───── Entries supplied ─────

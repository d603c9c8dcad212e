use crate::cache::CacheError;
use crate::database::error::DbError;
use crate::storage::AuditError;
use thiserror::Error;

#[derive(Error, Debug)]
pub enum InitProcessError {
    #[error("ロガーのセットアップに失敗しました: {0}")]
    LoggerError(String),

    #[error("データベース接続エラー: {0}")]
    DatabaseConnectionError(String),

    #[error("キャッシュ接続エラー: {0}")]
    CacheConnectionError(String),

    #[error("スキーマ検出エラー: {0}")]
    SchemaDetectionError(String),
}

#[derive(Error, Debug)]
pub enum AppError {
    #[error("設定エラー: {0}")]
    Config(String),

    #[error("初期化エラー: {0}")]
    Init(#[from] InitProcessError),

    #[error("キャッシュエラー: {0}")]
    Cache(#[from] CacheError),

    #[error("監査ログエラー: {0}")]
    Audit(#[from] AuditError),

    #[error("データベースエラー: {0}")]
    Database(#[from] DbError),

    #[error("JSON出力エラー: {0}")]
    Output(#[from] serde_json::Error),
}

pub type AppResult<T> = Result<T, AppError>;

─────

## Task goal:
Wherever the word "from" occurs in the data above, copy the line it sits in.

## Answer space:
    Init(#[from] InitProcessError),
    Cache(#[from] CacheError),
    Audit(#[from] AuditError),
    Database(#[from] DbError),
    Output(#[from] serde_json::Error),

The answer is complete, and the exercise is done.